# [DATA FOR ANALYSIS]
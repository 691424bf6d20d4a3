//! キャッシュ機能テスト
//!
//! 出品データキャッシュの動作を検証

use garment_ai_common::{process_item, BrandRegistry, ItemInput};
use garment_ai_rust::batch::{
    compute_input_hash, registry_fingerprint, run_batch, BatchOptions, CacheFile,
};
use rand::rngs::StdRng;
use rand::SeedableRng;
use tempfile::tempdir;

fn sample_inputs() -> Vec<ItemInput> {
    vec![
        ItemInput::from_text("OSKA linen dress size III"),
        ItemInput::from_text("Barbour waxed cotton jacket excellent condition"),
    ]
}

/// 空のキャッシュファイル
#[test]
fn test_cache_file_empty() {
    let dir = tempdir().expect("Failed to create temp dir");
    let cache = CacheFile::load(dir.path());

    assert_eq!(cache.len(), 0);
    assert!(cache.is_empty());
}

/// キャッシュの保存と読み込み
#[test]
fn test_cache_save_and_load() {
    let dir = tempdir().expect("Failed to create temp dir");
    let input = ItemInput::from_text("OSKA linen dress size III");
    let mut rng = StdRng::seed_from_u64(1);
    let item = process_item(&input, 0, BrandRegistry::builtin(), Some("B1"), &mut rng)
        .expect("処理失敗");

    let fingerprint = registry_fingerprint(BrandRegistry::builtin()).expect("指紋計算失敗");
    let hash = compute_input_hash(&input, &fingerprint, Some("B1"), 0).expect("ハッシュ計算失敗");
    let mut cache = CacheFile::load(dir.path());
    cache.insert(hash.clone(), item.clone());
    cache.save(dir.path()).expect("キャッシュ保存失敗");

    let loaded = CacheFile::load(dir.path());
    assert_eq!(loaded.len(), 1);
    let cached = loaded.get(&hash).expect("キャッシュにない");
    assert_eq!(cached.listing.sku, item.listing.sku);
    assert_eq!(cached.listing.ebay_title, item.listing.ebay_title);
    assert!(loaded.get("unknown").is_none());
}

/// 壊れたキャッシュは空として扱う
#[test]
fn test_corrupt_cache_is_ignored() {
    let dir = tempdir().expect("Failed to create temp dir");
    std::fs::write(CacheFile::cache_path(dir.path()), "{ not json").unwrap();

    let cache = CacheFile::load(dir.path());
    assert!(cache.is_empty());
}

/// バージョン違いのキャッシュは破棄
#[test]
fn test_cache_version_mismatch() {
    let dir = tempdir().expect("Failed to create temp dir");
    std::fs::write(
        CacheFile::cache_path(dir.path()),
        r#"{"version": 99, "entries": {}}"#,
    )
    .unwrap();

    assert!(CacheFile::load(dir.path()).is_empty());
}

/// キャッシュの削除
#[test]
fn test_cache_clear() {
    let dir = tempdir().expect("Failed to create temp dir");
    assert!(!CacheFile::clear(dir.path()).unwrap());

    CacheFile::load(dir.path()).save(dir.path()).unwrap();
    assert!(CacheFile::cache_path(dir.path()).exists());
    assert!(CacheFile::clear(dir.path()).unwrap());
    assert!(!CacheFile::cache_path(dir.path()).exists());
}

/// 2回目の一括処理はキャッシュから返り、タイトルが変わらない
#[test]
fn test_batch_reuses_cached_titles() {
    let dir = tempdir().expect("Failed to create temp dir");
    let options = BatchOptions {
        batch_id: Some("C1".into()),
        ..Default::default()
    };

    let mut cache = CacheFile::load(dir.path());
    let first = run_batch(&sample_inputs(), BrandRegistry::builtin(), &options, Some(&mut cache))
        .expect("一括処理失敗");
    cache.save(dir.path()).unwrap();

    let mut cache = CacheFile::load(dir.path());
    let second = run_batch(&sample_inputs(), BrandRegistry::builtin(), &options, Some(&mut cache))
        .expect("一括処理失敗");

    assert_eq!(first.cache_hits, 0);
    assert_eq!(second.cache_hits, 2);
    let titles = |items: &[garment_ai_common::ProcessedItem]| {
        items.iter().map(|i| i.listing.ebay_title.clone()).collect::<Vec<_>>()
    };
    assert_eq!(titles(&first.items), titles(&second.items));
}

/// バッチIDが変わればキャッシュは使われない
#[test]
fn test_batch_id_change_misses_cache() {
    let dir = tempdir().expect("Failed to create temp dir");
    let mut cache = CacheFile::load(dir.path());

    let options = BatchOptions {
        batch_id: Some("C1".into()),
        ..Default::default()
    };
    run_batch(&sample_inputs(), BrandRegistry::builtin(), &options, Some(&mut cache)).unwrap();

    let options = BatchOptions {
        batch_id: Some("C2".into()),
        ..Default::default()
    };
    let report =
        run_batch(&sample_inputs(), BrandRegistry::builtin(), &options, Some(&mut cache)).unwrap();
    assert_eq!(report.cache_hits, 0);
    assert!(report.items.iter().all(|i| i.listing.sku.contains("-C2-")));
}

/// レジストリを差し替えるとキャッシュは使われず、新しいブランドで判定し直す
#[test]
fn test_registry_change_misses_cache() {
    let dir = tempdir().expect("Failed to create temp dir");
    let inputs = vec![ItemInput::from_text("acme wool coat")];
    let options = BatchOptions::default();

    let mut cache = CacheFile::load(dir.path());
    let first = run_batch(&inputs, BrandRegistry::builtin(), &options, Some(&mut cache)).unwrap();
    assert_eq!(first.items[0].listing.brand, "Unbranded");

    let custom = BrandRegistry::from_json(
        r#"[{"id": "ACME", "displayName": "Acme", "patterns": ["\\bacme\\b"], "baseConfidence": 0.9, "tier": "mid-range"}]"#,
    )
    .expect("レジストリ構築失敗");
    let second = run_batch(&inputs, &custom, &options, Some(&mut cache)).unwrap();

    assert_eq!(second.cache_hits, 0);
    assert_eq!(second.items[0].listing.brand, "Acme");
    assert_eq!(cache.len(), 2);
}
==
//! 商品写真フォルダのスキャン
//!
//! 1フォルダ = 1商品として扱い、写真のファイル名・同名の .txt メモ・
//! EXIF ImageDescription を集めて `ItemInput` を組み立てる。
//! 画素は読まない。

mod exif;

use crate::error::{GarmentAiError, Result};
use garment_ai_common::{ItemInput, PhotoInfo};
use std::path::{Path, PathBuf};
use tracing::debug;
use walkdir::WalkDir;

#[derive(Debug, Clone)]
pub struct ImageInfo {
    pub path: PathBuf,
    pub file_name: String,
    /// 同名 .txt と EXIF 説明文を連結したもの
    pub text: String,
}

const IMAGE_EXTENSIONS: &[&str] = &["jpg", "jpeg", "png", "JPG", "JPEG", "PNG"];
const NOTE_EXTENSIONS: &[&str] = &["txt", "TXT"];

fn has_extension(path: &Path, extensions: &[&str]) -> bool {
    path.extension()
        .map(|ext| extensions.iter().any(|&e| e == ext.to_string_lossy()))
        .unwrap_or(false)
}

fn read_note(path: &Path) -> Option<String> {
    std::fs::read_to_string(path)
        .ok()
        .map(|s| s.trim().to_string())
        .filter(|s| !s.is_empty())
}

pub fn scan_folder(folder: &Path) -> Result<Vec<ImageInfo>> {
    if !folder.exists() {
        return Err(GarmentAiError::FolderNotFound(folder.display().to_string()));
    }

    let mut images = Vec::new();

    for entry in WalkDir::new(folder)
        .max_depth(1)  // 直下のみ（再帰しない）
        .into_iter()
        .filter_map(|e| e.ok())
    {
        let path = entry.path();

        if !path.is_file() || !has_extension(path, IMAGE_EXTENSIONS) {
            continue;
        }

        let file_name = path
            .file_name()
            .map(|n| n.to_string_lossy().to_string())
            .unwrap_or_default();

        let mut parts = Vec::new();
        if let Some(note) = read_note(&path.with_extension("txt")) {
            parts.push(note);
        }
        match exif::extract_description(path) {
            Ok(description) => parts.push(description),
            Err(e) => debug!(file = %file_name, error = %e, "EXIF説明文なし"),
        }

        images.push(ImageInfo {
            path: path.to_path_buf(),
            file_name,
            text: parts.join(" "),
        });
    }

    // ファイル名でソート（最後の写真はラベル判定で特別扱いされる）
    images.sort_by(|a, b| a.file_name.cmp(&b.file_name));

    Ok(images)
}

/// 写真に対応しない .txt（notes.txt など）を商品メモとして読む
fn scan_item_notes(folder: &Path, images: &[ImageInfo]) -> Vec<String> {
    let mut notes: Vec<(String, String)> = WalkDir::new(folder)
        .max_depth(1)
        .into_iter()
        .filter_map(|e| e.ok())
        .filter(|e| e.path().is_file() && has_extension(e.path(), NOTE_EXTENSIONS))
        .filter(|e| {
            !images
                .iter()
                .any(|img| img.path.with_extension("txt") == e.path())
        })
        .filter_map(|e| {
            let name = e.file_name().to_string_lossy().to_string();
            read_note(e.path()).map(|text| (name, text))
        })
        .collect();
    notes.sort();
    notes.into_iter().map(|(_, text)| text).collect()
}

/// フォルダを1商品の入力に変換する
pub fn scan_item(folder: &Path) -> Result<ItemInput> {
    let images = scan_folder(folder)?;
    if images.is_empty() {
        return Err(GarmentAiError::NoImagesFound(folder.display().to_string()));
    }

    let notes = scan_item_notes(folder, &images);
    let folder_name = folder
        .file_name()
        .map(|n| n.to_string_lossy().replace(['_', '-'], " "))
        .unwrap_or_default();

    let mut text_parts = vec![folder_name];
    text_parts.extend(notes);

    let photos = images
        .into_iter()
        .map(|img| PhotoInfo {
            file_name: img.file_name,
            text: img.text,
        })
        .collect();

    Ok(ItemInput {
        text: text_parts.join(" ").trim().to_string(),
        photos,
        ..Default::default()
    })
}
---
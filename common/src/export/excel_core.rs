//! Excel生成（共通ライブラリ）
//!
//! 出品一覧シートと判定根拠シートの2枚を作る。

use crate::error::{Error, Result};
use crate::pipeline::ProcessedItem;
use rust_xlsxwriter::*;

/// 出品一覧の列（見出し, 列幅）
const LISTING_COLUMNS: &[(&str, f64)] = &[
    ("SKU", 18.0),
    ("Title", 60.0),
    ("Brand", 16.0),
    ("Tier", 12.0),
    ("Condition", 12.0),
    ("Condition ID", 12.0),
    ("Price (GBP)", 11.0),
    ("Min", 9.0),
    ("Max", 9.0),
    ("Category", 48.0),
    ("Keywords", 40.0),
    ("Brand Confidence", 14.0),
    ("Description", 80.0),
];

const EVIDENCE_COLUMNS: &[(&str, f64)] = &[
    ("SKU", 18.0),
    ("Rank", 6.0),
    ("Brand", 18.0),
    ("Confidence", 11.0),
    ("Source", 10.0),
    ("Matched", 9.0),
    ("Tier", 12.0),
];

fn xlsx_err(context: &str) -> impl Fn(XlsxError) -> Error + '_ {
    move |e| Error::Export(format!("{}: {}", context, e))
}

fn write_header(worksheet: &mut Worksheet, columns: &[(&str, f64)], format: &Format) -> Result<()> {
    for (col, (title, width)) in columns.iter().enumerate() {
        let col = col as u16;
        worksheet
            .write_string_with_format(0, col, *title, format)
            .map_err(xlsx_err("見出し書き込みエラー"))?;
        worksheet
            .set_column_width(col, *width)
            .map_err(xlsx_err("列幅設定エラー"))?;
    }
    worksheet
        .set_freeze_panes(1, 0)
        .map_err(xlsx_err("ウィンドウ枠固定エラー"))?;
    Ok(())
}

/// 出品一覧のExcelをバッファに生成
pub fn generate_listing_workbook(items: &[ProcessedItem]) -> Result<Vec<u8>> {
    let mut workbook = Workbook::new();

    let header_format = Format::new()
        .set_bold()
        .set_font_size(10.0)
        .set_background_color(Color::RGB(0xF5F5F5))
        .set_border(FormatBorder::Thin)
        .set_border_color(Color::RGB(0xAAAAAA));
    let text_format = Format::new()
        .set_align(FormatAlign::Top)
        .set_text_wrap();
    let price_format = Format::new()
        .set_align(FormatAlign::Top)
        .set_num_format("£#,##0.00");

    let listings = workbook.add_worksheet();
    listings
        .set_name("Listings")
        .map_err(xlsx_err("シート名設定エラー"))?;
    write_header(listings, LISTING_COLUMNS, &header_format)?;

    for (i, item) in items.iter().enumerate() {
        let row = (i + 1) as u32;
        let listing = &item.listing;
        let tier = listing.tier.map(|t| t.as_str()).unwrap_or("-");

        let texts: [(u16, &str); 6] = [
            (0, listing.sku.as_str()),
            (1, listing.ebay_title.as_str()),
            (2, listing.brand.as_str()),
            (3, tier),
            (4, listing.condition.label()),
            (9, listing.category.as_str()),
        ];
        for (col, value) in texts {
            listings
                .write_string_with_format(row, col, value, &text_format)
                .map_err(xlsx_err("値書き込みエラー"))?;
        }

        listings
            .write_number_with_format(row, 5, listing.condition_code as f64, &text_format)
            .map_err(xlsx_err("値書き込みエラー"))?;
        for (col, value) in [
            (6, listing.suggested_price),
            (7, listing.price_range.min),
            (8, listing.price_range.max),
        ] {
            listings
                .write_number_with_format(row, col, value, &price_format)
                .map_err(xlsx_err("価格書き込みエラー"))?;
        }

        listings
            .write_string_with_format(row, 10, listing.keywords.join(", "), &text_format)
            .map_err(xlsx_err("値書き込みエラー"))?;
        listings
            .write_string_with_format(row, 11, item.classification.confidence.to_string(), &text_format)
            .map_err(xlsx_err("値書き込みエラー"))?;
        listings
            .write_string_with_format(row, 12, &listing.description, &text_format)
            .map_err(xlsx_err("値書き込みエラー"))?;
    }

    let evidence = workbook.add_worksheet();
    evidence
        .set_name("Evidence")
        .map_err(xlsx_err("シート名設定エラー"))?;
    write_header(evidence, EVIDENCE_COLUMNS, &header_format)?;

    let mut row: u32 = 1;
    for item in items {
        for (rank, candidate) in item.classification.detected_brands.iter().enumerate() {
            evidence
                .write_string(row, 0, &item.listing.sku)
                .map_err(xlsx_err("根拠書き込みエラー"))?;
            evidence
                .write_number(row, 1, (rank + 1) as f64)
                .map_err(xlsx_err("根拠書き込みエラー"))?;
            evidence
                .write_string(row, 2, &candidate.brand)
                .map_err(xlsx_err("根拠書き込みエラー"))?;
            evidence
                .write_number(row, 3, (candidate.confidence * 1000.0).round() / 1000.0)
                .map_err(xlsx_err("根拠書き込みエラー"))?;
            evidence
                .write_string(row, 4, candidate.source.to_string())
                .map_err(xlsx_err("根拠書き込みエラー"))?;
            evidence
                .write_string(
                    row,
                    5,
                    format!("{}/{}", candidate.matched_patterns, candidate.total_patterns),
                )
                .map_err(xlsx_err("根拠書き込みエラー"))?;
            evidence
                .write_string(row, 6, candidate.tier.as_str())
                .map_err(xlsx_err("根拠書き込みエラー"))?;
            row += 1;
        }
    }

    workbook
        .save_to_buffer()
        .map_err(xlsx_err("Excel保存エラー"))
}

# [ABOUT THIS TASK]
Since only lines holding the word "push" matter, count them in the data above and report the number alone.

# [FINISHED EXERCISE]
3